I am aware that hunting on concessions on State land comes to an end this year. We will soon announce the concessions where hunting will continue or can still be awarded for the next few years and the number of animals thereof. We are currently reviewing the progress and challenges we had in these concessions over the past three years, to enable the Ministry to make good decisions.

What is the process for obtaining these concessions in NA?
 
Namibia trophy hunting concessions were established in 1992. Namibia's Ministry of Environment and Tourism (MET) auctioned off last time around (December 2008 for the 2009 hunting season) nine trophy hunting concessions located on State land. Only Namibian companies employing registered Namibian Professional Hunter can bid on these concessions and black empowerment trophy hunting companies will be given preference.

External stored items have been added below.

use keynesis::key::ed25519::PublicKey;
use std::{io, net::SocketAddr};
use strand_lib::{identity::KeyDecodingError, AddressError};
use thiserror::Error;

/// errors of [`Transport::dial`] and [`TcpTransport::listen`]
///
/// [`Transport::dial`]: crate::Transport::dial
/// [`TcpTransport::listen`]: crate::TcpTransport::listen
#[derive(Debug, Error)]
pub enum TransportError {
    #[error("Invalid peer address")]
    Address(#[from] AddressError),

    #[error("Unsupported transport {0:?}, no fallback transport available")]
    UnsupportedTransport(String),

    #[error("Cannot connect to {address}")]
    Connect {
        address: SocketAddr,
        #[source]
        source: io::Error,
    },

    #[error("Timed out connecting to {0}")]
    Timeout(SocketAddr),

    #[error("Cannot listen to {address}")]
    Bind {
        address: SocketAddr,
        #[source]
        source: io::Error,
    },

    #[error("Failed to negotiate upgrades with {address}")]
    Negotiation {
        address: SocketAddr,
        #[source]
        source: NegotiationError,
    },
}

/// errors while exchanging the negotiation envelopes and running the
/// secure channel handshake
///
/// these are fatal to the connection attempt and never retried
#[derive(Debug, Error)]
pub enum NegotiationError {
    #[error("I/O error while negotiating the upgrades")]
    Io(#[from] io::Error),

    #[error("Negotiation timed out")]
    Timeout,

    #[error("Invalid negotiation envelope")]
    InvalidEnvelope(#[source] serde_json::Error),

    #[error("The peer agreed on a secure channel but did not send its channel material")]
    MissingChannelMaterial,

    #[error("Invalid channel material")]
    InvalidChannelMaterial(#[from] KeyDecodingError),

    #[error("The peer identified as {received} but the address expects {expected}")]
    IdentityMismatch {
        expected: PublicKey,
        received: PublicKey,
    },

    #[error("Rejecting peer {0}, its identity does not match its channel material")]
    Rejected(PublicKey),

    #[error("Secure channel handshake failed: {0}")]
    Handshake(String),

    #[error("No channel material for the peer")]
    Registry(#[from] RegistryError),
}

/// errors of the [`Connection`] operations
///
/// [`Connection`]: crate::Connection
#[derive(Debug, Error)]
pub enum ConnectionError {
    #[error("I/O error on the connection")]
    Io(#[from] io::Error),

    #[error("Invalid sealed frame")]
    Sealing(#[from] SealingError),

    #[error("Cannot encode or decode the object")]
    Codec(#[from] serde_json::Error),

    #[error("Frame of {0} bytes is too large")]
    FrameTooLarge(usize),

    #[error("The connection is closed")]
    Closed,
}

/// failure to seal or unseal a frame of the secure channel
///
/// This is not an I/O error: the peer is using a different key, a
/// different protocol or the frame was tampered with.
#[derive(Debug, Error)]
pub enum SealingError {
    #[error("Sealed frame length {0} is out of bounds")]
    InvalidLength(usize),

    #[error("Cannot seal frame: {0}")]
    Seal(String),

    #[error("Cannot unseal frame: {0}")]
    Unseal(String),
}

#[derive(Debug, Error, Clone, PartialEq, Eq)]
pub enum RegistryError {
    #[error("No inbound channel registered for {0}")]
    NotFound(SocketAddr),
}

For concessions where Big Game, Elephant, Rhinoceros, Buffaloes and Lion, is on auction, a Big Game registered Professional Hunter must be employed. Companies must be registered with the Namibian Tourism Board. Also not more than 2 concessions will be sold to the same company. Concession holders are required to recruit and train the local community as camp staff. Meat from hunted animals may be utilized in camps and the excess distributed to the local communities, schools and old age homes.

These auctions held by the Ministry of Environment and Tourism (MET) are an important source of revenue and the ministry sees trophy hunting as an effective way of harvesting wildlife populations in a sustainable manner and removing animals that are too old to reproduce from wildlife populations, whilst providing the maximum revenue from the wildlife resource. Trophy hunting plays a beneficial role in Namibia's rural areas as a means of creating employment, empowering formerly disadvantaged Namibians, contributing to the management and control of human/wildlife conflicts and providing meat for distribution to traditional authorities and rural communities. Income generated from the auctions go towards the Game Product Trust Fund and will be re-invested in the conservation and management of the country's protected areas, as well as funding rural areas' wildlife projects.

A lot more on the topic:
- Namibia Communal Area Conservancies

Here is a news post:
- Namibia Hunting Concessions Awarded for Bwabwata
 
Well, the world is sure a different place than the one I grew up in. American astronauts get to outer space on Russian rockets. The hottest player in the NBA is Chinese. Now we can look the Africa for an example of responsible, wise governance.
 
Well, the world is sure a different place than the one I grew up in. American astronauts get to outer space on Russian rockets. The hottest player in the NBA is Chinese. Now we can look the Africa for an example of responsible, wise governance.